Sobresaltada, Rose dio un pequeño brinco en su asiento y volvió la cabeza hacia su hermana, que había puesto las piernas encima del asiento que tenía delante y agitaba el pequeño frasco de licor de albaricoque.
—No, gracias —contestó Rose, volviéndose a su padre—. ¿Qué tal va todo? —le preguntó.
—Bueno, ya sabes —le dijo—, el trabajo me mantiene ocupado. Mis quinientos bonos de Vanguard han sufrido una caída terrible. He… ¡TOMA YA, CABRÓN!
Rose se inclinó por delante de su hermana para hablar con Sydelle.
—¿Qué me cuentas? —inquirió, esforzándose como hacía en todos los partidos por ser simpática con su madrastra.
Sydelle sacudió el visón.
—Mi Marcia está cambiando la decoración.
—¡Genial! —exclamó Rose con fingido entusiasmo.
Sydelle asintió.
—Vamos a ir a un balneario —prosiguió—. En febrero —anunció, y lanzó una expresiva mirada hacia la barriga de Rose—. Ya sabes que cuando se casó, Mi Marcia se compró un vestido de Vera Wang de la talla treinta y seis, que…
«… que tuvo que estrecharse», dijo Rose para sí mientras Maggie decía lo mismo, pero en voz alta.
Sydelle entornó los ojos.
—No entiendo por qué tienes que ser tan desagradable.
Maggie la ignoró y alargó el brazo para coger los prismáticos de su padre cuando las animadoras salieron al campo. «Gordas, gordas, viejas, gordas —cantó Maggie avanzando hasta la barandilla—. Pelo mal teñido; ¡oh…! Feas delanteras, viejas, gordas, viejas…»

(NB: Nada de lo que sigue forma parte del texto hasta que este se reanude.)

use crate::config::ServiceConfig;
use crate::errors::ServiceError;
use crate::request::ticket_from_json;
use anyhow::{Context, Result};
use axum::extract::rejection::JsonRejection;
use axum::extract::{Request, State};
use axum::http::StatusCode;
use axum::middleware::{self, Next};
use axum::response::{IntoResponse, Response};
use axum::routing::{get, post};
use axum::{Json, Router};
use serde::Serialize;
use serde_json::Value;
use std::future::Future;
use std::net::SocketAddr;
use std::sync::atomic::{AtomicU64, Ordering};
use std::sync::Arc;
use std::time::Instant;
use ticket_assigner_core::{AssignerError, ModelMetadata, PersistedModel, Pipeline};
use tower_http::trace::TraceLayer;
use tracing::{debug, info, warn};

/// Routes served by [`build_router`], as listed in the 404 response
pub const AVAILABLE_ENDPOINTS: [&str; 3] = ["GET /health", "POST /predict", "GET /model/info"];

/// Process-wide state: the loaded pipeline plus request bookkeeping.
///
/// The pipeline is never written after construction.
pub struct AppState {
    pipeline: Pipeline,
    metadata: ModelMetadata,
    start_time: Instant,
    req_count: AtomicU64,
}

pub type SharedState = Arc<AppState>;

impl AppState {
    pub fn new(pipeline: Pipeline, metadata: ModelMetadata) -> Self {
        Self {
            pipeline,
            metadata,
            start_time: Instant::now(),
            req_count: AtomicU64::new(0),
        }
    }

    /// Load and validate the model named by `config`
    pub fn load(config: &ServiceConfig) -> Result<Self, ServiceError> {
        let model = PersistedModel::load_json(&config.model_path)?;
        if config.verify_hash {
            model.verify_hash_file(config.hash_path())?;
            debug!("Model hash matches {}", config.hash_path().display());
        }

        let metadata = model.metadata.clone();
        let pipeline = Pipeline::from_artifact(model)?;
        Ok(Self::new(pipeline, metadata))
    }

    pub fn pipeline(&self) -> &Pipeline {
        &self.pipeline
    }

    pub fn metadata(&self) -> &ModelMetadata {
        &self.metadata
    }

    pub fn request_count(&self) -> u64 {
        self.req_count.load(Ordering::Relaxed)
    }
}

#[derive(Debug, Serialize)]
struct ErrorResponse {
    error: String,
}

#[derive(Debug)]
struct ApiError {
    status: StatusCode,
    message: String,
}

impl ApiError {
    fn new<S: Into<String>>(status: StatusCode, message: S) -> Self {
        Self {
            status,
            message: message.into(),
        }
    }

    fn bad_request<S: Into<String>>(message: S) -> Self {
        Self::new(StatusCode::BAD_REQUEST, message)
    }

    fn internal<S: Into<String>>(message: S) -> Self {
        Self::new(StatusCode::INTERNAL_SERVER_ERROR, message)
    }
}

impl From<AssignerError> for ApiError {
    fn from(err: AssignerError) -> Self {
        match err {
            AssignerError::InvalidInput(msg) => Self::bad_request(msg),
            AssignerError::UntrainedModel => Self::new(
                StatusCode::SERVICE_UNAVAILABLE,
                AssignerError::UntrainedModel.to_string(),
            ),
            other => Self::internal(format!("prediction failed: {other}")),
        }
    }
}

impl IntoResponse for ApiError {
    fn into_response(self) -> Response {
        let payload = Json(ErrorResponse {
            error: self.message,
        });
        (self.status, payload).into_response()
    }
}

#[derive(Debug, Serialize)]
struct PredictResponse {
    assignee: String,
}

#[derive(Debug, Serialize)]
struct HealthResponse {
    status: &'static str,
    model_loaded: bool,
    model_metadata: ModelMetadata,
    uptime_secs: u64,
    req_total: u64,
}

#[derive(Debug, Serialize)]
struct ModelInfoResponse {
    assignees: Vec<String>,
    vocabulary_size: usize,
    training_samples: usize,
    tree_count: usize,
    metadata: ModelMetadata,
}

#[derive(Debug, Serialize)]
struct NotFoundResponse {
    error: &'static str,
    available_endpoints: [&'static str; 3],
}

/// Serve until `shutdown` resolves
pub async fn start_server<F>(state: AppState, addr: &str, shutdown: F) -> Result<()>
where
    F: Future<Output = ()> + Send + 'static,
{
    let app = build_router(Arc::new(state));
    let listener = bind_listener(addr).await?;
    info!("Listening on {}", listener.local_addr()?);

    axum::serve(listener, app)
        .with_graceful_shutdown(shutdown)
        .await
        .context("HTTP server terminated unexpectedly")
}

async fn bind_listener(addr: &str) -> Result<tokio::net::TcpListener> {
    if let Ok(socket_addr) = addr.parse::<SocketAddr>() {
        tokio::net::TcpListener::bind(socket_addr)
            .await
            .with_context(|| format!("failed to bind listener on {socket_addr}"))
    } else {
        tokio::net::TcpListener::bind(addr)
            .await
            .with_context(|| format!("failed to bind listener on {addr}"))
    }
}

pub fn build_router(state: SharedState) -> Router {
    Router::new()
        .route("/health", get(handle_health))
        .route("/predict", post(handle_predict))
        .route("/model/info", get(handle_model_info))
        .fallback(handle_not_found)
        .layer(middleware::from_fn_with_state(state.clone(), count_requests))
        .layer(TraceLayer::new_for_http())
        .with_state(state)
}

async fn count_requests(State(state): State<SharedState>, req: Request, next: Next) -> Response {
    state.req_count.fetch_add(1, Ordering::Relaxed);
    next.run(req).await
}

async fn handle_predict(
    State(state): State<SharedState>,
    payload: Result<Json<Value>, JsonRejection>,
) -> Result<Json<PredictResponse>, ApiError> {
    let Json(body) = payload.map_err(|rejection| {
        warn!("Rejected prediction request: {}", rejection.body_text());
        ApiError::bad_request(rejection.body_text())
    })?;

    let ticket = ticket_from_json(&body)?;
    let assignee = state.pipeline.predict_ticket(&ticket)?;
    debug!(assignee, "Predicted assignee");

    Ok(Json(PredictResponse {
        assignee: assignee.to_string(),
    }))
}

async fn handle_health(State(state): State<SharedState>) -> Json<HealthResponse> {
    Json(HealthResponse {
        status: "healthy",
        model_loaded: state.pipeline.is_fitted(),
        model_metadata: state.metadata.clone(),
        uptime_secs: state.start_time.elapsed().as_secs(),
        req_total: state.request_count(),
    })
}

async fn handle_model_info(State(state): State<SharedState>) -> Json<ModelInfoResponse> {
    Json(ModelInfoResponse {
        assignees: state.pipeline.labels().to_vec(),
        vocabulary_size: state.pipeline.vocabulary_size(),
        training_samples: state.metadata.training_samples,
        tree_count: state.pipeline.tree_count(),
        metadata: state.metadata.clone(),
    })
}

async fn handle_not_found() -> (StatusCode, Json<NotFoundResponse>) {
    (
        StatusCode::NOT_FOUND,
        Json(NotFoundResponse {
            error: "Endpoint not found",
            available_endpoints: AVAILABLE_ENDPOINTS,
        }),
    )
}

Michael Feller hizo un gesto con la mano al vendedor de cervezas. Sydelle agarró su mano y la devolvió a su regazo.
—¡Ornish! —susurró.
—¿Cómo dices? —preguntó Rose.
—Ornish —repitió Sydelle—. Estamos haciendo la dieta de plantas de Dean Ornish. —Volvió a mirar de reojo, esta vez, hacia las piernas de Rose—. Podrías probarla.
«Esto es el infierno —pensó Rose con tristeza—. El infierno es un partido de los Eagles, donde en las gradas siempre te hielas, el equipo siempre pierde y mi familia está como una cabra.»
Su padre le dio un golpecito en el hombro y abrió el billetero.
—¿Vas a buscar chocolate caliente?
Maggie se acercó.
—¿Vas a darme dinero a mí también? —preguntó. Después escudriñó el billetero—. ¿Quién es éste?
—¡Oh! —exclamo su padre visiblemente ruborizado—. Es un artículo que he recortado para dárselo a Rose…
—Papa —dijo Rose—. Éste es Lou Dobbs.
—Ya lo sé —repuso su padre.
—¿Llevas en la cartera una foto de Lou Dobbs?
—No es una foto —se defendió Michael Feller—, es un artículo sobre la preparación de la jubilación. Está muy bien.
—¿Y llevas fotos de nosotras? —inquirió Maggie cogiendo el billetero—. ¿O sólo de Lou Lo-que-sea? —Ojeó las fotografías. Rose también echó un vistazo. Había fotos de la escuela de Maggie y de ella de cuando estaban en sexto y cuarto respectivamente. Una foto de Michael y Caroline en la que se apartaba el velo de la frente, desplazando el labio inferior hacia delante y soplando, y de Michael, que la miraba. Rosa reparó en que no había ninguna foto de Michael y Sydelle. Se preguntó si Sydelle lo sabría. A juzgar por su gélida expresión, por la forma en que miraba con fijeza al frente con sus diminutos ojos, Rose dedujo que la respuesta era afirmativa.
—¡Vamos, nenas! —le gritó a Rose al oído el tipo de la fila de atrás y después eructó.
Rose se levantó y se dirigió hacia el ruidoso bar, azotado por el viento, donde se compró un vaso de aguado chocolate caliente y un perrito caliente dentro de un blandengue pan blanco que devoró en cuatro mordiscos gigantes. Después se apoyó en la barandilla, limpiando los restos del manjar de la bufanda y contando los minutos que faltaban para las ocho en punto, hora en la que se reuniría con Jim para cenar. «¡Paciencia!», dijo para sí. Compró tres vasos más de chocolate caliente y los llevó con cuidado hasta las gradas.